Clinical characteristics
Sickle cell disease (SCD) is characterized by intermittent vaso-occlusive events and chronic hemolytic anemia. Vaso-occlusive events result in tissue ischemia leading to acute and chronic pain as well as organ damage that can affect any organ system, including the bones, spleen, liver, brain, lungs, kidneys, and joints. Dactylitis (pain and/or swelling of the hands or feet) is often the earliest manifestation of SCD. In children, the spleen can become engorged with blood cells in a “splenic sequestration.” The spleen is particularly vulnerable to infarction and the majority of individuals with SCD who are not on hydroxyurea or transfusion therapy become functionally asplenic in early childhood, increasing their risk for certain types of bacterial infections, primarily encapsulated organisms. Acute chest syndrome (ACS) is a major cause of mortality in SCD. Chronic hemolysis can result in varying degrees of anemia, jaundice, cholelithiasis, and delayed growth and sexual maturation as well as activating pathways that contribute to the pathophysiology directly. Individuals with the highest rates of hemolysis are at higher risk for pulmonary artery hypertension, priapism, and leg ulcers and may be relatively protected from vaso-occlusive pain.

Diagnosis/testing
SCD encompasses a group of disorders characterized by the presence of at least one hemoglobin S allele (HbS; p.Glu6Val in HBB) and a second HBB pathogenic variant resulting in abnormal hemoglobin polymerization. Hb S/S (homozygous p.Glu6Val in HBB) accounts for the majority of SCD. Other forms of SCD result from compound heterozygosity for HbS with other specific pathogenic beta globin chain variants (e.g., sickle-hemoglobin C disease [Hb S/C], sickle beta-thalassemia [Hb S/β+-thalassemia and Hb S/β0-thalassemia], Hb S/D, Hb S/OArab, Hb S/E).

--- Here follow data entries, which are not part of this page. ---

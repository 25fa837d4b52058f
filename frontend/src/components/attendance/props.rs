use engine::Identity;
use yew::prelude::*;

#[derive(Properties, PartialEq, Clone)]
pub struct AttendanceProps {
    /// Signed-in user. Without one the view still tracks and captures, but
    /// submission is refused before any request is made.
    #[prop_or_default]
    pub identity: Option<Identity>,
}
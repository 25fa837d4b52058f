//! In-memory stand-ins for the platform traits, shared by the unit tests.

use std::cell::{Cell, RefCell};
use std::collections::HashMap;
use std::rc::Rc;
use std::time::Duration;

use async_trait::async_trait;
use common::model::place::GeocodedPlace;
use common::requests::CheckInRequest;
use image::{DynamicImage, Rgb, RgbImage};

use crate::backend::AttendanceBackend;
use crate::error::{BackendError, CaptureError, LocationError, SearchError};
use crate::location::{LocationSink, LocationSource, WatchId};
use crate::photo::{Camera, VideoSource};
use crate::search::{Geocoder, Timer};
use crate::Zone;

pub fn init_logging() {
    let _ = env_logger::builder().is_test(true).try_init();
}

/// Gradient with deterministic noise, so JPEG has real work to do.
pub fn noisy_frame(width: u32, height: u32) -> DynamicImage {
    let mut seed: u32 = 0x2545_f491;
    let img = RgbImage::from_fn(width, height, |x, y| {
        seed ^= seed << 13;
        seed ^= seed >> 17;
        seed ^= seed << 5;
        let noise = (seed % 48) as u8;
        let r = ((x * 255) / width.max(1)) as u8;
        let g = ((y * 255) / height.max(1)) as u8;
        Rgb([r.saturating_add(noise), g.saturating_add(noise / 2), 128u8.saturating_sub(noise)])
    });
    DynamicImage::ImageRgb8(img)
}

pub fn place(name: &str, lat: f64, lon: f64) -> GeocodedPlace {
    GeocodedPlace {
        display_name: name.to_string(),
        lat: lat.to_string(),
        lon: lon.to_string(),
    }
}

pub struct TokioTimer;

#[async_trait(?Send)]
impl Timer for TokioTimer {
    async fn sleep(&self, duration: Duration) {
        tokio::time::sleep(duration).await;
    }
}

#[derive(Default)]
pub struct FakeLocationSource {
    sink: RefCell<Option<LocationSink>>,
    queued: RefCell<Vec<(f64, f64)>>,
    next_id: Cell<WatchId>,
    cleared: RefCell<Vec<WatchId>>,
    unsupported: bool,
}

impl FakeLocationSource {
    pub fn unsupported() -> Self {
        Self {
            unsupported: true,
            ..Self::default()
        }
    }

    /// Fix delivered as soon as the next watch starts.
    pub fn queue(&self, latitude: f64, longitude: f64) {
        self.queued.borrow_mut().push((latitude, longitude));
    }

    pub fn emit(&self, latitude: f64, longitude: f64) {
        if let Some(sink) = self.sink.borrow().as_ref() {
            sink.sample(latitude, longitude);
        }
    }

    pub fn fail(&self, error: LocationError) {
        if let Some(sink) = self.sink.borrow().as_ref() {
            sink.fail(error);
        }
    }

    /// Drops the sink, which ends the stream.
    pub fn end(&self) {
        self.sink.borrow_mut().take();
    }

    pub fn cleared(&self) -> Vec<WatchId> {
        self.cleared.borrow().clone()
    }
}

impl LocationSource for FakeLocationSource {
    fn watch(&self, sink: LocationSink) -> Result<WatchId, LocationError> {
        if self.unsupported {
            return Err(LocationError::Unavailable(
                "geolocation not supported".to_string(),
            ));
        }
        for (latitude, longitude) in self.queued.borrow_mut().drain(..) {
            sink.sample(latitude, longitude);
        }
        *self.sink.borrow_mut() = Some(sink);
        let id = self.next_id.get() + 1;
        self.next_id.set(id);
        Ok(id)
    }

    fn clear_watch(&self, id: WatchId) {
        self.sink.borrow_mut().take();
        self.cleared.borrow_mut().push(id);
    }
}

pub struct FakeVideo {
    frame: Option<DynamicImage>,
    stops: Rc<Cell<u32>>,
}

impl VideoSource for FakeVideo {
    fn frame(&self) -> Result<DynamicImage, CaptureError> {
        self.frame
            .clone()
            .ok_or_else(|| CaptureError::Frame("video has no data yet".to_string()))
    }

    fn stop(&mut self) {
        self.stops.set(self.stops.get() + 1);
    }
}

pub struct FakeCamera {
    frame: Option<DynamicImage>,
    denied: bool,
    opens: Cell<u32>,
    stops: Rc<Cell<u32>>,
}

impl FakeCamera {
    pub fn new(width: u32, height: u32) -> Self {
        Self {
            frame: Some(noisy_frame(width, height)),
            denied: false,
            opens: Cell::new(0),
            stops: Rc::new(Cell::new(0)),
        }
    }

    pub fn denied() -> Self {
        Self {
            denied: true,
            ..Self::without_frames()
        }
    }

    pub fn without_frames() -> Self {
        Self {
            frame: None,
            denied: false,
            opens: Cell::new(0),
            stops: Rc::new(Cell::new(0)),
        }
    }

    pub fn opens(&self) -> u32 {
        self.opens.get()
    }

    pub fn stops(&self) -> u32 {
        self.stops.get()
    }
}

#[async_trait(?Send)]
impl Camera for FakeCamera {
    type Source = FakeVideo;

    async fn open(&self) -> Result<FakeVideo, CaptureError> {
        if self.denied {
            return Err(CaptureError::PermissionDenied);
        }
        self.opens.set(self.opens.get() + 1);
        Ok(FakeVideo {
            frame: self.frame.clone(),
            stops: Rc::clone(&self.stops),
        })
    }
}

pub struct FakeGeocoder {
    start: tokio::time::Instant,
    delays: RefCell<HashMap<String, Duration>>,
    responses: RefCell<HashMap<String, Vec<GeocodedPlace>>>,
    failing: RefCell<Vec<String>>,
    calls: RefCell<Vec<(Duration, String)>>,
}

impl FakeGeocoder {
    pub fn new() -> Self {
        Self {
            start: tokio::time::Instant::now(),
            delays: RefCell::default(),
            responses: RefCell::default(),
            failing: RefCell::default(),
            calls: RefCell::default(),
        }
    }

    pub fn respond_after(&self, text: &str, delay: Duration) {
        self.delays.borrow_mut().insert(text.to_string(), delay);
    }

    pub fn respond_with(&self, text: &str, places: Vec<GeocodedPlace>) {
        self.responses.borrow_mut().insert(text.to_string(), places);
    }

    pub fn fail_on(&self, text: &str) {
        self.failing.borrow_mut().push(text.to_string());
    }

    /// Every request, with its time since the fake was created.
    pub fn calls(&self) -> Vec<(Duration, String)> {
        self.calls.borrow().clone()
    }
}

#[async_trait(?Send)]
impl Geocoder for FakeGeocoder {
    async fn search(&self, text: &str, _limit: usize) -> Result<Vec<GeocodedPlace>, SearchError> {
        self.calls
            .borrow_mut()
            .push((self.start.elapsed(), text.to_string()));

        let delay = self.delays.borrow().get(text).copied();
        if let Some(delay) = delay {
            tokio::time::sleep(delay).await;
        }

        if self.failing.borrow().iter().any(|failing| failing == text) {
            return Err(SearchError::Transport("connection reset".to_string()));
        }
        let canned = self.responses.borrow().get(text).cloned();
        Ok(canned.unwrap_or_else(|| vec![place(text, 10.0, 10.0)]))
    }
}

#[derive(Default)]
pub struct FakeBackend {
    pub zone: RefCell<Option<Zone>>,
    pub saved: RefCell<Vec<Zone>>,
    pub submitted: RefCell<Vec<CheckInRequest>>,
    pub reject_with: RefCell<Option<BackendError>>,
}

impl FakeBackend {
    pub fn with_zone(zone: Zone) -> Self {
        let backend = Self::default();
        *backend.zone.borrow_mut() = Some(zone);
        backend
    }

    pub fn rejecting(error: BackendError) -> Self {
        let backend = Self::default();
        *backend.reject_with.borrow_mut() = Some(error);
        backend
    }

    pub fn calls(&self) -> usize {
        self.submitted.borrow().len()
    }
}

#[async_trait(?Send)]
impl AttendanceBackend for FakeBackend {
    async fn load_zone(&self) -> Result<Option<Zone>, BackendError> {
        Ok(*self.zone.borrow())
    }

    async fn save_zone(&self, zone: &Zone) -> Result<(), BackendError> {
        self.saved.borrow_mut().push(*zone);
        *self.zone.borrow_mut() = Some(*zone);
        Ok(())
    }

    async fn submit_checkin(&self, request: &CheckInRequest) -> Result<(), BackendError> {
        self.submitted.borrow_mut().push(request.clone());
        match self.reject_with.borrow().clone() {
            Some(error) => Err(error),
            None => Ok(()),
        }
    }
}
//! The attendance backend as seen from the client.
//!
//! Only the calls the engine makes are modelled; authentication, user
//! management and history listing belong to other parts of the product.

use async_trait::async_trait;
use common::requests::CheckInRequest;

use crate::error::BackendError;
use crate::Zone;

#[async_trait(?Send)]
pub trait AttendanceBackend {
    /// `GET /zone`. `None` when no zone has been configured yet.
    async fn load_zone(&self) -> Result<Option<Zone>, BackendError>;

    /// `POST /zone`.
    async fn save_zone(&self, zone: &Zone) -> Result<(), BackendError>;

    /// `POST /checkin`.
    async fn submit_checkin(&self, request: &CheckInRequest) -> Result<(), BackendError>;
}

The diagnosis of SCD is established by identification of significant quantities of HbS with or without an additional abnormal beta globin chain variant by hemoglobin assay or by identification of biallelic HBB pathogenic variants including at least one p.Glu6Val allele (e.g., homozygous p.Glu6Val; p.Glu6Val and a second HBB pathogenic variant) on molecular genetic testing.

Newborn screening for SCD began in the United States in 1975 in New York and expanded to include all 50 states by 2006. Newborn screening programs perform isoelectric focusing and/or high-performance liquid chromatography (HPLC) of an eluate of dried blood spots. Some newborn screening programs confirm results with molecular testing.